Keys must be valid environment variable names:
  • Start with a letter or underscore
  • Contain only letters, digits, and underscores
  • All values must be strings
ValidInvalid
TENANT_ID123-invalid (starts with digit)
API_KEYhas-dashes (contains hyphens)
db_urlhas spaces (contains spaces)
_INTERNALkey.with.dots (contains dots)

Multi-Tenant Example

A common pattern is passing per-tenant credentials so each end user’s widget session connects the agent to that user’s data:
// Express backend — /api/sigmic-chat/token
app.post('/api/sigmic-chat/token', async (req, res) => {
  // 1. Authenticate your own user
  const user = await authenticateRequest(req);

  // 2. Look up tenant-specific config
  const tenant = await db.tenants.findById(user.tenantId);

  // 3. Exchange for widget JWT with tenant-scoped context
  const response = await fetch('https://api.sigmic.ai/api/v1/auth/token', {
    method: 'POST',
    headers: { 'Content-Type': 'application/json' },
    body: JSON.stringify({
      appId: process.env.SIGMIC_APP_ID,
      appSecret: process.env.SIGMIC_APP_SECRET,
      endUserId: user.id,
      expiresIn: '1h',
      env: {
        TENANT_ID: tenant.id,
        TENANT_NAME: tenant.name,
        REGION: tenant.region
      },
      secrets: {
        DATABASE_URL: tenant.databaseUrl,
        API_TOKEN: tenant.apiToken
      }
    })
  });

  const data = await response.json();
  res.json({ token: data.data.token });
});
With the corresponding project MCP server config:
{
  "tenant-api": {
    "url": "https://{{mcp.REGION}}.api.example.com/mcp",
    "type": "http",
    "headers": {
      "Authorization": "Bearer {{mcp.API_TOKEN}}",
      "X-Tenant-ID": "{{mcp.TENANT_ID}}"
    },
    "enabled": true
  },
  "tenant-db": {
    "command": "npx",
    "args": ["-y", "@your-org/postgres-mcp"],
    "type": "stdio",
    "env": {
      "DATABASE_URL": "{{mcp.DATABASE_URL}}"
    },
    "enabled": true
  }
}
Each end user’s widget session connects the agent to that user’s database and API — with credentials that never leave the server.

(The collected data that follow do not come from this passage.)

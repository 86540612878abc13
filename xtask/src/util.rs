//! Shared utilities for xtask.

use std::io::IsTerminal;
use std::path::{Component, Path, PathBuf};

/// Print an error message, with red color if stderr is a terminal.
pub fn print_error(msg: &str) {
    if std::io::stderr().is_terminal() {
        eprintln!("\x1b[1;31mError:\x1b[0m {}", msg);
    } else {
        eprintln!("Error: {}", msg);
    }
}

/// Print a warning, with yellow color if stderr is a terminal.
pub fn print_warning(msg: &str) {
    if std::io::stderr().is_terminal() {
        eprintln!("\x1b[1;33mWarning:\x1b[0m {}", msg);
    } else {
        eprintln!("Warning: {}", msg);
    }
}

/// Print status message (always shown)
#[macro_export]
macro_rules! status {
    ($($arg:tt)*) => {
        println!($($arg)*)
    };
}

/// Shorten home directory in path for display
#[must_use]
pub fn shorten_path(path: &Path) -> String {
    if let Some(home) = std::env::var_os("HOME") {
        let home_path = PathBuf::from(home);
        if let Ok(stripped) = path.strip_prefix(&home_path) {
            return format!("~/{}", stripped.display());
        }
    }
    path.display().to_string()
}

/// Workspace root (the directory above `xtask/`).
pub fn workspace_root() -> PathBuf {
    let manifest_dir = Path::new(env!("CARGO_MANIFEST_DIR"));
    manifest_dir.parent().unwrap_or(manifest_dir).to_path_buf()
}

/// "my-fuzz" -> "my_fuzz"
#[must_use]
pub fn to_snake_case(name: &str) -> String {
    name.replace('-', "_").to_lowercase()
}

/// "my-fuzz" -> "MY_FUZZ"
#[must_use]
pub fn to_upper_snake_case(name: &str) -> String {
    to_snake_case(name).to_uppercase()
}

/// Convert plugin name to PascalCase for type names.
/// "midi-transform" -> "MidiTransform"
#[must_use]
pub fn to_pascal_case(name: &str) -> String {
    name.split(['-', '_'])
        .map(|word| {
            let mut chars = word.chars();
            match chars.next() {
                None => String::new(),
                Some(first) => first.to_uppercase().chain(chars).collect(),
            }
        })
        .collect()
}

/// Resolve `.` and `..` components without touching the filesystem.
#[must_use]
pub fn normalize_path(path: &Path) -> PathBuf {
    let mut out = PathBuf::new();
    for component in path.components() {
        match component {
            Component::CurDir => {}
            Component::ParentDir => {
                if !out.pop() {
                    out.push("..");
                }
            }
            other => out.push(other),
        }
    }
    out
}

/// Relative path with `/` separators, as written in Cargo manifests.
#[must_use]
pub fn manifest_path(relative: &Path) -> String {
    relative
        .components()
        .map(|c| c.as_os_str().to_string_lossy())
        .collect::<Vec<_>>()
        .join("/")
}

/// Collect files below `dir` recursively, skipping directories named in
/// `skip`. Paths are sorted for stable output.
pub fn walk_files(dir: &Path, skip: &[&str]) -> Result<Vec<PathBuf>, String> {
    let mut files = Vec::new();
    let mut pending = vec![dir.to_path_buf()];
    while let Some(current) = pending.pop() {
        let entries = std::fs::read_dir(&current)
            .map_err(|e| format!("Failed to read dir {}: {}", current.display(), e))?;
        for entry in entries {
            let entry = entry.map_err(|e| format!("Failed to read entry: {}", e))?;
            let path = entry.path();
            let ty = entry
                .file_type()
                .map_err(|e| format!("Failed to get file type: {}", e))?;
            if ty.is_dir() {
                let name = entry.file_name();
                if !skip.iter().any(|s| name == *s) {
                    pending.push(path);
                }
            } else if ty.is_file() {
                files.push(path);
            }
        }
    }
    files.sort();
    Ok(files)
}

#[cfg(test)]
mod tests {
    use super::*;

    #[test]
    fn case_conversions() {
        assert_eq!(to_snake_case("my-fuzz"), "my_fuzz");
        assert_eq!(to_upper_snake_case("my-fuzz"), "MY_FUZZ");
        assert_eq!(to_pascal_case("midi-transform"), "MidiTransform");
    }

    #[test]
    fn normalizes_dot_components() {
        assert_eq!(
            normalize_path(Path::new("/ws/xtask/../plugins/./fuzz")),
            PathBuf::from("/ws/plugins/fuzz")
        );
        assert_eq!(manifest_path(&Path::new("plugins").join("fuzz")), "plugins/fuzz");
    }

    #[test]
    fn walk_skips_named_dirs() {
        let dir = tempfile::tempdir().unwrap();
        std::fs::create_dir_all(dir.path().join("src")).unwrap();
        std::fs::create_dir_all(dir.path().join("node_modules/x")).unwrap();
        std::fs::write(dir.path().join("src/a.js"), "").unwrap();
        std::fs::write(dir.path().join("node_modules/x/b.js"), "").unwrap();

        let files = walk_files(dir.path(), &["node_modules"]).unwrap();
        assert_eq!(files, [dir.path().join("src/a.js")]);
    }
}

Token Refresh and Variables

Each widget token has its own set of env/secrets. When you refresh a token, you must pass env and secrets again — the new token does not inherit values from the previous one. This also means you can update credentials on refresh without interrupting the session. For example, if an end user’s API key is rotated, the next token refresh can include the new key.
// fetchToken callback — re-fetch credentials on every refresh
fetchToken: async function() {
  const response = await fetch('/api/sigmic-chat/token', {
    method: 'POST',
    headers: { 'Content-Type': 'application/json' },
    body: JSON.stringify({ userId: currentUser.id })
  });
  const data = await response.json();
  return data.token;  // Backend re-fetches tenant credentials each time
}

Security

  • env and secrets are never included in the JWT — they are stored server-side only
  • They are never sent to the browser — the widget iframe only receives the JWT
  • Values are stored encrypted and automatically cleaned up when the token expires
  • Secrets are only decrypted when the agent session needs them
This is the same mechanism used by the Task API for passing environment variables. If you are already using env/secrets with the Task API, they work identically in the widget.